:: DATA FOR REVIEW ::
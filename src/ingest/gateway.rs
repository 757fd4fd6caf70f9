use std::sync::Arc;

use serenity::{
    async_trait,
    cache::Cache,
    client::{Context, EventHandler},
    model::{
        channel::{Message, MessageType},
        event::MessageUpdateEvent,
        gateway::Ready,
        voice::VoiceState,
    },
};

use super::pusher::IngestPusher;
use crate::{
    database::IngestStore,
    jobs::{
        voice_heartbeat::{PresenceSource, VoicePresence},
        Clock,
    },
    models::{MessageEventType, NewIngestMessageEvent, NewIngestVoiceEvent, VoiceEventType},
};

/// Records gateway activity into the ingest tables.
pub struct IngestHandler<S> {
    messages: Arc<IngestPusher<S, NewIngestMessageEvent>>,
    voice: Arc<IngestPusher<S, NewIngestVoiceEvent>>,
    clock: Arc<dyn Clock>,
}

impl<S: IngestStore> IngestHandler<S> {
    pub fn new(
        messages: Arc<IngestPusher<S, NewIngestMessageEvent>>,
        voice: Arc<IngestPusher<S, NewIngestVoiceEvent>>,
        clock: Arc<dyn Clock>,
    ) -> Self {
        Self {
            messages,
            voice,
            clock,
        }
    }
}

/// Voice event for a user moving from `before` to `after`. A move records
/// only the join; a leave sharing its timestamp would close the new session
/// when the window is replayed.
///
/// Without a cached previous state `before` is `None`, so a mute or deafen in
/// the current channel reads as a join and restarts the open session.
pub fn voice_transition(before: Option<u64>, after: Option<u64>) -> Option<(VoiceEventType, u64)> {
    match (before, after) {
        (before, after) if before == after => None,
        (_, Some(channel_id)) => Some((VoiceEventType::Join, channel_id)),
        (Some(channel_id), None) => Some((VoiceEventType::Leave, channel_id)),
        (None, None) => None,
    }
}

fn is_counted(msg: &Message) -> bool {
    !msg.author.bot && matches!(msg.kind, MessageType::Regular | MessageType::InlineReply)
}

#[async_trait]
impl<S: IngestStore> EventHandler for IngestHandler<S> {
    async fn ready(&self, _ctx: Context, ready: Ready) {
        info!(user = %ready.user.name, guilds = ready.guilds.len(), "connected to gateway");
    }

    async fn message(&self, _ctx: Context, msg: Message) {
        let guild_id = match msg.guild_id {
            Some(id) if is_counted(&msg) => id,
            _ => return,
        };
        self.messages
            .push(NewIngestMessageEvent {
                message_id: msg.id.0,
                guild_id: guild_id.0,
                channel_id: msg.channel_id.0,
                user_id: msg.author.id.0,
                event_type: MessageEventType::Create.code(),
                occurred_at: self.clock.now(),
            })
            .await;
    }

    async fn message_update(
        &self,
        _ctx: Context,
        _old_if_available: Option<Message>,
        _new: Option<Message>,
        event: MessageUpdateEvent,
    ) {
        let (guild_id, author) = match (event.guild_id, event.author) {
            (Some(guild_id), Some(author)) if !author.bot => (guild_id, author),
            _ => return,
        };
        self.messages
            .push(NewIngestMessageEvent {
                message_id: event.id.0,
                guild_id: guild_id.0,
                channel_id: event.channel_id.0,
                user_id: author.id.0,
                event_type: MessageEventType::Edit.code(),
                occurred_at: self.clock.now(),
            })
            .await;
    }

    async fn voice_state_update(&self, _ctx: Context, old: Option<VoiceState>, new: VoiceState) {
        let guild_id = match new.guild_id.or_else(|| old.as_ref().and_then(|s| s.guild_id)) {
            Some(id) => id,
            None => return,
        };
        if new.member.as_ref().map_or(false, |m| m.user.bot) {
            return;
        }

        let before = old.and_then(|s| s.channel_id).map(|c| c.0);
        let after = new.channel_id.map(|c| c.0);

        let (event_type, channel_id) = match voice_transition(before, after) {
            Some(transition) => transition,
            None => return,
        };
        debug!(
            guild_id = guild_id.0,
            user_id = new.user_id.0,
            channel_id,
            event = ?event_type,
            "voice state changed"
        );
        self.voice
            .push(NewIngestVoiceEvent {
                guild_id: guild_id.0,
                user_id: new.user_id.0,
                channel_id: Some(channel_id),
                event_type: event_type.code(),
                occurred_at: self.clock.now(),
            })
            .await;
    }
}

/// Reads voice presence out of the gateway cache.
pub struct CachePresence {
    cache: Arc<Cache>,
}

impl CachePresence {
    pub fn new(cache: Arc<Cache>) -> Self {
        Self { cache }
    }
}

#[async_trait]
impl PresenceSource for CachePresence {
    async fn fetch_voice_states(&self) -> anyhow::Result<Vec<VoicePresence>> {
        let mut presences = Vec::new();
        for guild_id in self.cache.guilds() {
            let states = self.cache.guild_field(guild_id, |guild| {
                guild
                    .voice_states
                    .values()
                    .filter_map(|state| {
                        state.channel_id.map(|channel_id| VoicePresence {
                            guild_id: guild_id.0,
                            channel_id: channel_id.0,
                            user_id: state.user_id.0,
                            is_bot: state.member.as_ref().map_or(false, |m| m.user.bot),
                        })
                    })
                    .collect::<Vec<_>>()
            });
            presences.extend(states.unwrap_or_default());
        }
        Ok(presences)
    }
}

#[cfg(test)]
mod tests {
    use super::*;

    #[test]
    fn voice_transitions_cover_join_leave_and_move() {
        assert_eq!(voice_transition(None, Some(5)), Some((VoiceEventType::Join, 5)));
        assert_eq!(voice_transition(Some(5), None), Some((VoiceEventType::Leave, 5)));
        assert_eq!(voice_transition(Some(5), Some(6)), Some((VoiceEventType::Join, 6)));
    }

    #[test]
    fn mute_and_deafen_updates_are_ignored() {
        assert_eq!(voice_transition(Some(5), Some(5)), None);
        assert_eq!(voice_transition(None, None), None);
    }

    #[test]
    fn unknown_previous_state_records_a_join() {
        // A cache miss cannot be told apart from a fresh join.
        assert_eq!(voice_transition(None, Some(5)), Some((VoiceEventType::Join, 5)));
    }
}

:: ACTION ITEM ::
Please filter the entries for the word "before" and copy the lines that have it.

:: TASK ANSWER ::
/// Voice event for a user moving from `before` to `after`. A move records
/// Without a cached previous state `before` is `None`, so a mute or deafen in
pub fn voice_transition(before: Option<u64>, after: Option<u64>) -> Option<(VoiceEventType, u64)> {
    match (before, after) {
        (before, after) if before == after => None,
        let before = old.and_then(|s| s.channel_id).map(|c| c.0);
        let (event_type, channel_id) = match voice_transition(before, after) {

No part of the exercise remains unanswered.